= Your instructions =
For the string "super", state how many lines of the data hold it. Give nothing besides the number.

Start of Block

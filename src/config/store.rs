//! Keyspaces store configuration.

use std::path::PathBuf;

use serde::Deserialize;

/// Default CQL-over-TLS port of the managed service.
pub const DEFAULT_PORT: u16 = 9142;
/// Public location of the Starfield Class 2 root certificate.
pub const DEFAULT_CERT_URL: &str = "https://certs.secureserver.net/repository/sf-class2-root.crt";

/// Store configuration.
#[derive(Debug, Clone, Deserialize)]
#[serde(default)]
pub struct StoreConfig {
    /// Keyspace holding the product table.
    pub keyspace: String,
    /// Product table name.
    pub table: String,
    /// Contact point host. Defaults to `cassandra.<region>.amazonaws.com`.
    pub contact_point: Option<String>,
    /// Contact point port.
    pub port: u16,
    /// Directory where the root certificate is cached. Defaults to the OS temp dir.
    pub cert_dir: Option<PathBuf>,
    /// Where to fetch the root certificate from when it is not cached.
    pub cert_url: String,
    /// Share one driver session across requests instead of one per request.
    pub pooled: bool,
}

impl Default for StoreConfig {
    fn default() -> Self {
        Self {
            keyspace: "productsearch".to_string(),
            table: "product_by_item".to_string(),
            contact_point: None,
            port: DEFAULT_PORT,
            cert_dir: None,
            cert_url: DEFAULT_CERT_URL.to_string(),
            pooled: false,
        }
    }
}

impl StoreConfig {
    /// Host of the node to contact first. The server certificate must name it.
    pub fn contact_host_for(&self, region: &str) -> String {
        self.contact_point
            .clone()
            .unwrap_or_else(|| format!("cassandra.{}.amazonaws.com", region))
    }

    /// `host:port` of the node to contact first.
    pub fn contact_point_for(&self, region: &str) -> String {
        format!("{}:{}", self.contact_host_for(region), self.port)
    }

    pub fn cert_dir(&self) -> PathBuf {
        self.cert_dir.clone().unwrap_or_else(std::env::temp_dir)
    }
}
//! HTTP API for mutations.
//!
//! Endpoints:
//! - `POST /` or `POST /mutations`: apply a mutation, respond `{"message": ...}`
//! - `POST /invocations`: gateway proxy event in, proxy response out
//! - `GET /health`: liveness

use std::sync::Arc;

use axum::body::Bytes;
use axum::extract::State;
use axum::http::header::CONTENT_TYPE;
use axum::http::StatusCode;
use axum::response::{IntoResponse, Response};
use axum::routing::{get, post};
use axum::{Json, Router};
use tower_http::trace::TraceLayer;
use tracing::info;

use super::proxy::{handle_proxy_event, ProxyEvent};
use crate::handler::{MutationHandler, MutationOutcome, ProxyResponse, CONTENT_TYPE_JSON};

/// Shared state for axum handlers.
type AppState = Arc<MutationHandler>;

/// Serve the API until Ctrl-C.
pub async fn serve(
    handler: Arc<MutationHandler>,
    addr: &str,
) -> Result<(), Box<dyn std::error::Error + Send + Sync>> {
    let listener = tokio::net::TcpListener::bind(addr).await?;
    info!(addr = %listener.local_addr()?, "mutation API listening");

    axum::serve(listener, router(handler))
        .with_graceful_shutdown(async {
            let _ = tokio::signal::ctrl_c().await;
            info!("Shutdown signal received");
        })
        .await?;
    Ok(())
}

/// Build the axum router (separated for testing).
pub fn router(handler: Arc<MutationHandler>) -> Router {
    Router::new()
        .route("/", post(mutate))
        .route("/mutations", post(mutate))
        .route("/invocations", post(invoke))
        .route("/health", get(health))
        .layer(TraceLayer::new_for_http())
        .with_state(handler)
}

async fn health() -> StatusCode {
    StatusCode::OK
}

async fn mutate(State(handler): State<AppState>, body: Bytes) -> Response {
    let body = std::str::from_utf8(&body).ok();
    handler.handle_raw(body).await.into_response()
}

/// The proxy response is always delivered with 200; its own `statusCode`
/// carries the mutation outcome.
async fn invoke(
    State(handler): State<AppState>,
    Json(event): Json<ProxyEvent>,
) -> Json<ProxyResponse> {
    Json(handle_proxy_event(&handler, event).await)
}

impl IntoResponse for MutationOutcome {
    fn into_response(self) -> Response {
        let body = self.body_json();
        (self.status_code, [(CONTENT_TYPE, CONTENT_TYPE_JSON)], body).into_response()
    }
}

End of Block
Start of Block

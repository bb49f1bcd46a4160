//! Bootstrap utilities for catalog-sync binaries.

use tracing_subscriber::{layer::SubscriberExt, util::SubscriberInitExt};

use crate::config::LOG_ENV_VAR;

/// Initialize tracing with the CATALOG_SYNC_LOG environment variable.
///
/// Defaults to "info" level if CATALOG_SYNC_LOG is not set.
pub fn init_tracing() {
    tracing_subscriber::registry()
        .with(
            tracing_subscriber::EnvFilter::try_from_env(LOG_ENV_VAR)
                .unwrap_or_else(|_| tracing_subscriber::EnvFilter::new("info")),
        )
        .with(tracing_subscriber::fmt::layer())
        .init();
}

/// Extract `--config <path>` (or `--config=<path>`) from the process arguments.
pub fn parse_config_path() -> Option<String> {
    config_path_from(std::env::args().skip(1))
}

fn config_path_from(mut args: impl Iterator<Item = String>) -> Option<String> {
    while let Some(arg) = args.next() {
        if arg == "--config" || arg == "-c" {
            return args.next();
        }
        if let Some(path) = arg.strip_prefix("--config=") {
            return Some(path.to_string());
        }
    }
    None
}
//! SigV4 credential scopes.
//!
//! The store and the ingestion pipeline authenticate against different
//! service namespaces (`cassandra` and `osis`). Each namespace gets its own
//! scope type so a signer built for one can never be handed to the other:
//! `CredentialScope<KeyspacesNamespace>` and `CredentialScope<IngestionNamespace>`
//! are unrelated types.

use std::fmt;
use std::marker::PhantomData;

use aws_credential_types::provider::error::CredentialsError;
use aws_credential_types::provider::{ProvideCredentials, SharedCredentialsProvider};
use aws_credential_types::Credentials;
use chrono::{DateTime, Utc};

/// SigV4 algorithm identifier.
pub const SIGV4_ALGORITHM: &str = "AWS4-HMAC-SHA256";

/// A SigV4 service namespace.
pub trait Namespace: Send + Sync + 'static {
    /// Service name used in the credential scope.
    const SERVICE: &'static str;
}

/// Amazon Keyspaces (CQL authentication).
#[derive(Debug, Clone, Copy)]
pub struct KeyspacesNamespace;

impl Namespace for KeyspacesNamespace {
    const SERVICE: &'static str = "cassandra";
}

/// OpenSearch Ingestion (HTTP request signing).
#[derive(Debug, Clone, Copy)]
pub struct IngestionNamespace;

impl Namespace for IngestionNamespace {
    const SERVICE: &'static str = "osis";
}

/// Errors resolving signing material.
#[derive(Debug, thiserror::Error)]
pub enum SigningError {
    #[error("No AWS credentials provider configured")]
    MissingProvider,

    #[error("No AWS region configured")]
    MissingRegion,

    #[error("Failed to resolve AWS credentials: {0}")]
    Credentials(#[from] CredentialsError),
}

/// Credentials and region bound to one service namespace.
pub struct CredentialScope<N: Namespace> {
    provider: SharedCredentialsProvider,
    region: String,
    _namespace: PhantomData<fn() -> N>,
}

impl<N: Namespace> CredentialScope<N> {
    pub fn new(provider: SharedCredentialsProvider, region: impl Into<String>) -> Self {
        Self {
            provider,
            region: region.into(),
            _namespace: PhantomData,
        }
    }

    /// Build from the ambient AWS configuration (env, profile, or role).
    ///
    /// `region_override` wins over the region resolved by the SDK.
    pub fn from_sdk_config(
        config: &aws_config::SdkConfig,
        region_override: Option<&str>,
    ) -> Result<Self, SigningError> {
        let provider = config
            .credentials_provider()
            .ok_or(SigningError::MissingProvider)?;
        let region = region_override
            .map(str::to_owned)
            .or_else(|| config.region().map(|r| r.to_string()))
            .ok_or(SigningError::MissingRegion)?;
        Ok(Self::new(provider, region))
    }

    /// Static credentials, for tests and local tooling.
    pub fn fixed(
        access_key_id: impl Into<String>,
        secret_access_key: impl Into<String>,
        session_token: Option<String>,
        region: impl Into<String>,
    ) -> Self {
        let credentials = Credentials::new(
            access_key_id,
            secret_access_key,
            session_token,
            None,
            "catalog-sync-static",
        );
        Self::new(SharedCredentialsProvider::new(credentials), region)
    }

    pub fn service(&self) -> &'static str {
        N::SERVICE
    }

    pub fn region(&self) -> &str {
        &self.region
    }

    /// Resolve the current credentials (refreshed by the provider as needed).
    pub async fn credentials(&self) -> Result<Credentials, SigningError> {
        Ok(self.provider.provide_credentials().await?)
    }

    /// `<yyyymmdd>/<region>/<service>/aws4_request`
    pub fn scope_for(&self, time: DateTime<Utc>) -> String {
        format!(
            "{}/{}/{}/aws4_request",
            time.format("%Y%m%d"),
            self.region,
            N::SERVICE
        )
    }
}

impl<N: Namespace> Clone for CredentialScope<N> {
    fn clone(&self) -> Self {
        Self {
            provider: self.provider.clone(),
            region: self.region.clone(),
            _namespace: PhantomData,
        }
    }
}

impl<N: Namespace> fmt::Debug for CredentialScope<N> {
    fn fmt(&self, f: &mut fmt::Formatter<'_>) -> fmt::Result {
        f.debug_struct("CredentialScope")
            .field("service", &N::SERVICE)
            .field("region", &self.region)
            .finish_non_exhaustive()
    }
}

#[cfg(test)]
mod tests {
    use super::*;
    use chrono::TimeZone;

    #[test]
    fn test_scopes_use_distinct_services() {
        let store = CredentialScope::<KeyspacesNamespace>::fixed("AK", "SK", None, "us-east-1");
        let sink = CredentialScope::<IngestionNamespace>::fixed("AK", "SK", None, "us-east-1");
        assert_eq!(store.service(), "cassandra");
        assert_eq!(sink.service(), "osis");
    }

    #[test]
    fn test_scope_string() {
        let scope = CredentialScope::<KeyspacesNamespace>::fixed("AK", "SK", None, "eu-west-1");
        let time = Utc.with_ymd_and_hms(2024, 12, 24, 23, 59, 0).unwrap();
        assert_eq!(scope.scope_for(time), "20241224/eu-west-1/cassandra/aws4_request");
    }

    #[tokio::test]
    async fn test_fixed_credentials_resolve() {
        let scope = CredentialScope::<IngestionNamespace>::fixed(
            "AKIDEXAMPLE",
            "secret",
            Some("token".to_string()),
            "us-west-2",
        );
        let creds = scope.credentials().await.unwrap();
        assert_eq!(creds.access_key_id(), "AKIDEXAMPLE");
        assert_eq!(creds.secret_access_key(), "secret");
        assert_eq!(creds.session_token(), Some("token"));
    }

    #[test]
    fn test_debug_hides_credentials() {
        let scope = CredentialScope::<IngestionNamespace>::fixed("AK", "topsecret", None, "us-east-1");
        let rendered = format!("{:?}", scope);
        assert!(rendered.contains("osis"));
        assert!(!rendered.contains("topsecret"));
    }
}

End of Block

= Exercise output =
2